L'écrivain consulta sa montre. L'heure qui s'inscrivait sur le cadran le conforta dans son opinion. Il eut envie de fumer une cigarette mais il n'avait qu'un gros mélange de tabac en poche alors qu'une cigarette manufacturée lui aurait mieux convenu.

Il lui fallait une de ces cigarettes blondes excessivement fortes et redoutablement toxiques dont on discutait la légalité, à l'instant même, au parlement, les fameuses N 666 qu'on trouvait, d'ailleurs, de plus en plus difficilement. Cette raréfaction n'était pas seulement due à la réputation sulfureuse de la marque. Elle était également liée à l'affreuse série d'attentats qui avait touché, ces dernières semaines, différents bistros de la région, parmi lesquelles une forte proportion de bars-tabacs.

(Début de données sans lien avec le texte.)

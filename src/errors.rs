//! Crate-wide error type aggregating the pipeline's failure domains.

use axum::http::StatusCode;
use axum::response::{IntoResponse, Response};
use thiserror::Error;

use crate::core::stt::SttError;
use crate::core::tts::TtsError;

#[derive(Debug, Error)]
pub enum PipelineError {
    #[error("configuration error: {0}")]
    Config(String),

    #[error(transparent)]
    Stt(#[from] SttError),

    #[error(transparent)]
    Tts(#[from] TtsError),

    #[error("agent service error: {0}")]
    Agent(String),

    #[error("agent response timed out after {0:?}")]
    AgentTimeout(std::time::Duration),

    #[error("caller directory error: {0}")]
    Directory(String),

    #[error("conversation history error: {0}")]
    History(String),
}

pub type PipelineResult<T> = Result<T, PipelineError>;

impl IntoResponse for PipelineError {
    fn into_response(self) -> Response {
        let status = match &self {
            PipelineError::AgentTimeout(_) => StatusCode::GATEWAY_TIMEOUT,
            PipelineError::Agent(_)
            | PipelineError::Directory(_)
            | PipelineError::History(_) => StatusCode::BAD_GATEWAY,
            _ => StatusCode::INTERNAL_SERVER_ERROR,
        };
        (status, self.to_string()).into_response()
    }
}

#[cfg(test)]
mod tests {
    use super::*;

    #[test]
    fn test_stt_error_converts() {
        let err: PipelineError = SttError::Unavailable("gone".into()).into();
        assert!(matches!(err, PipelineError::Stt(_)));
    }

    #[test]
    fn test_service_errors_map_to_502() {
        let response = PipelineError::Directory("directory is down".into()).into_response();
        assert_eq!(response.status(), StatusCode::BAD_GATEWAY);
    }

    #[test]
    fn test_agent_timeout_maps_to_504() {
        let response =
            PipelineError::AgentTimeout(std::time::Duration::from_secs(5)).into_response();
        assert_eq!(response.status(), StatusCode::GATEWAY_TIMEOUT);
    }
}
impl DeepgramStt {
    /// Handle one incoming WebSocket message.
    ///
    /// Returns `Ok(true)` to keep the connection, `Ok(false)` when the
    /// server closed the stream, `Err` on a connection-level failure.
    async fn handle_websocket_message(
        message: Message,
        result_tx: &mpsc::Sender<SttResult>,
    ) -> Result<bool, SttError> {
        match message {
            Message::Text(text) => {
                match DeepgramMessage::parse(&text) {
                    Ok(DeepgramMessage::Results(results)) => {
                        let result = results.into_stt_result();
                        if result.transcript.is_empty() && !result.speech_final {
                            // Empty interim fragments carry no information.
                            return Ok(true);
                        }
                        if result_tx.try_send(result).is_err() {
                            warn!("Failed to forward transcript result - channel closed");
                        }
                    }
                    Ok(DeepgramMessage::UtteranceEnd) => {
                        if result_tx.try_send(SttResult::utterance_end()).is_err() {
                            warn!("Failed to forward utterance boundary - channel closed");
                        }
                    }
                    Ok(DeepgramMessage::SpeechStarted) => {
                        debug!("Deepgram speech started");
                    }
                    Ok(DeepgramMessage::Metadata) => {
                        debug!("Deepgram metadata received");
                    }
                    Ok(DeepgramMessage::Unknown(kind)) => {
                        debug!("Unhandled Deepgram message type: {}", kind);
                    }
                    Err(e) => {
                        warn!("Failed to parse Deepgram message: {}", e);
                    }
                }
                Ok(true)
            }
            Message::Close(frame) => {
                warn!("Deepgram WebSocket closed by server: {:?}", frame);
                Ok(false)
            }
            Message::Ping(_) | Message::Pong(_) => Ok(true),
            Message::Binary(_) => {
                debug!("Unexpected binary message from Deepgram");
                Ok(true)
            }
            _ => Ok(true),
        }
    }

    async fn connect_once(
        config: &DeepgramConfig,
    ) -> Result<
        tokio_tungstenite::WebSocketStream<
            tokio_tungstenite::MaybeTlsStream<tokio::net::TcpStream>,
        >,
        SttError,
    > {
        let ws_url = config.build_websocket_url();
        let mut request = ws_url
            .as_str()
            .into_client_request()
            .map_err(|e| SttError::ConnectionFailed(format!("invalid request: {e}")))?;
        request.headers_mut().insert(
            "Authorization",
            format!("Token {}", config.base.api_key)
                .parse()
                .map_err(|_| SttError::AuthenticationFailed("malformed API key".to_string()))?,
        );

        let (ws_stream, _response) = timeout(CONNECT_TIMEOUT, connect_async(request))
            .await
            .map_err(|_| SttError::ConnectionFailed("Deepgram handshake timed out".to_string()))?
            .map_err(|e| SttError::ConnectionFailed(format!("failed to connect: {e}")))?;
        Ok(ws_stream)
    }

    fn start_connection(&mut self, config: DeepgramConfig) {
        let (ws_tx, mut ws_rx) = mpsc::channel::<Bytes>(64);
        let (shutdown_tx, mut shutdown_rx) = oneshot::channel::<()>();
        // Bounded channels for backpressure on transcript bursts
        let (result_tx, mut result_rx) = mpsc::channel::<SttResult>(256);
        let (error_tx, mut error_rx) = mpsc::channel::<SttError>(16);

        self.ws_sender = Some(ws_tx);
        self.shutdown_tx = Some(shutdown_tx);

        let is_connected = self.is_connected.clone();

        let connection_handle = tokio::spawn(async move {
            let mut attempts: u32 = 0;

            'reconnect: loop {
                let ws_stream = match Self::connect_once(&config).await {
                    Ok(stream) => {
                        attempts = 0;
                        stream
                    }
                    Err(e) => {
                        attempts += 1;
                        if attempts >= MAX_RECONNECT_ATTEMPTS {
                            error!("Deepgram reconnect attempts exhausted: {}", e);
                            is_connected.store(false, Ordering::Release);
                            let _ = error_tx
                                .try_send(SttError::Unavailable(format!(
                                    "gave up after {MAX_RECONNECT_ATTEMPTS} attempts: {e}"
                                )));
                            break;
                        }
                        let backoff = RECONNECT_BACKOFF * 2u32.pow(attempts - 1);
                        warn!(
                            "Deepgram connection attempt {}/{} failed ({}), retrying in {:?}",
                            attempts, MAX_RECONNECT_ATTEMPTS, e, backoff
                        );
                        tokio::select! {
                            _ = tokio::time::sleep(backoff) => continue 'reconnect,
                            _ = &mut shutdown_rx => break 'reconnect,
                        }
                    }
                };

                info!("Connected to Deepgram STT WebSocket");
                is_connected.store(true, Ordering::Release);
                let (mut ws_sink, mut ws_stream) = ws_stream.split();

                loop {
                    tokio::select! {
                        Some(audio_data) = ws_rx.recv() => {
                            if let Err(e) = ws_sink.send(Message::Binary(audio_data)).await {
                                warn!("Failed to send audio to Deepgram: {}", e);
                                is_connected.store(false, Ordering::Release);
                                continue 'reconnect;
                            }
                        }

                        message = ws_stream.next() => {
                            match message {
                                Some(Ok(msg)) => {
                                    match Self::handle_websocket_message(msg, &result_tx).await {
                                        Ok(true) => {}
                                        Ok(false) => {
                                            // Only a local shutdown ends the
                                            // task; a server-side close is a
                                            // connection drop like any other.
                                            is_connected.store(false, Ordering::Release);
                                            continue 'reconnect;
                                        }
                                        Err(e) => {
                                            error!("Deepgram streaming error: {}", e);
                                            let _ = error_tx.try_send(e);
                                            is_connected.store(false, Ordering::Release);
                                            continue 'reconnect;
                                        }
                                    }
                                }
                                Some(Err(e)) => {
                                    warn!("Deepgram WebSocket error: {}", e);
                                    let _ = error_tx.try_send(SttError::NetworkError(
                                        format!("WebSocket error: {e}"),
                                    ));
                                    is_connected.store(false, Ordering::Release);
                                    continue 'reconnect;
                                }
                                None => {
                                    warn!("Deepgram WebSocket stream ended");
                                    is_connected.store(false, Ordering::Release);
                                    continue 'reconnect;
                                }
                            }
                        }

                        _ = &mut shutdown_rx => {
                            info!("Shutting down Deepgram STT connection");
                            let _ = ws_sink
                                .send(Message::Text(r#"{"type":"CloseStream"}"#.into()))
                                .await;
                            let _ = ws_sink.send(Message::Close(None)).await;
                            is_connected.store(false, Ordering::Release);
                            break 'reconnect;
                        }
                    }
                }
            }

            info!("Deepgram STT connection task finished");
        });
        self.connection_handle = Some(connection_handle);

        // Result forwarding task
        let callback_ref = self.result_callback.clone();
        self.result_forward_handle = Some(tokio::spawn(async move {
            while let Some(result) = result_rx.recv().await {
                if let Some(callback) = callback_ref.lock().await.as_ref() {
                    callback(result).await;
                } else {
                    debug!(
                        "Deepgram result with no callback: {} (final: {}, speech_final: {})",
                        result.transcript, result.is_final, result.speech_final
                    );
                }
            }
        }));

        // Error forwarding task
        let error_callback_ref = self.error_callback.clone();
        self.error_forward_handle = Some(tokio::spawn(async move {
            while let Some(err) = error_rx.recv().await {
                if let Some(callback) = error_callback_ref.lock().await.as_ref() {
                    callback(err).await;
                } else {
                    error!("Deepgram STT error (no callback registered): {}", err);
                }
            }
        }));
    }
}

Une de ces enseignes était restée épargnée par ces forfaits. Peut-être y gardait-on en réserve un ou deux cartons de ces mauvaises cigarettes. L'écrivain courut à travers les rues de la ville. Après tout, il n'était pas impossible qu'il arrivât trop tard, après qu'une bombe eut anéanti le débit de boisson dont la longévité finissait par apparaître elle-même suspecte. Mais le tabac était ouvert.

Quelques clients attendaient patiemment leur tour. L'écrivain prit position en bout de file et observa les transactions qui se succédaient rapidement. Les clients disaient à peine bonjour, lâchaient le nom de la marque et le nombre de paquets qu'ils désiraient acquérir et réglaient leur achat à la hâte avant de repartir sans dire au revoir.

L'employé avait une allure bizarre. Ses tics nerveux agaçaient l'écrivain. En outre, une liasse de feuilles bleues pareilles à des formulaires administratifs restait inutilement posée sur le comptoir. Le contenu de la liasse restait illisible mais leur position laissait suspecter une fonction administrative discrète que le propriétaire de l'enseigne était sans doute chargé d'assurer.

C'était bientôt au tour de l'écrivain de passer sa commande. Il était à présent certain que ce comptoir était un lieu stratégique pour le pouvoir qui surveillait ainsi une part de sa population, en faisant remplir des formulaires bleus au patron qui ne faisait certainement pas dans la dentelle, fichant ses clients et réécrivant leurs histoires personnelles en s'aidant de son imagination, qu'il avait assez pauvre d'ailleurs.

Si ce soupçon se confirmait, l'écrivain ne doutait pas qu'il serait catégorisé comme un élément de subversion potentiel, du seul fait qu'il demandait à fumer ces excellentes N 666. Il pourrait protester : « J'en ai le droit, voyez-vous ? » Son sort serait bientôt scellé. Après la fermeture, sa fiche serait complétée. On signalerait des voyages fréquents, la probable ingestion de drogues à des moments, une tendance à « fuir la réalité » caractéristique des petits criminels. Et surtout la consommation des cigarettes les plus toxiques qu'on ait jamais produites !

Il était désormais en face de l'employé, qui restait impassible à attendre que son client lui indique la marque désirée. L'écrivain opta pour une ruse :

Vous vendez des briquets ? Le mien a explosé...

Nous n'avons que des briquets verts, monsieur.

C'est exactement ce qu'il me faut ! Merci !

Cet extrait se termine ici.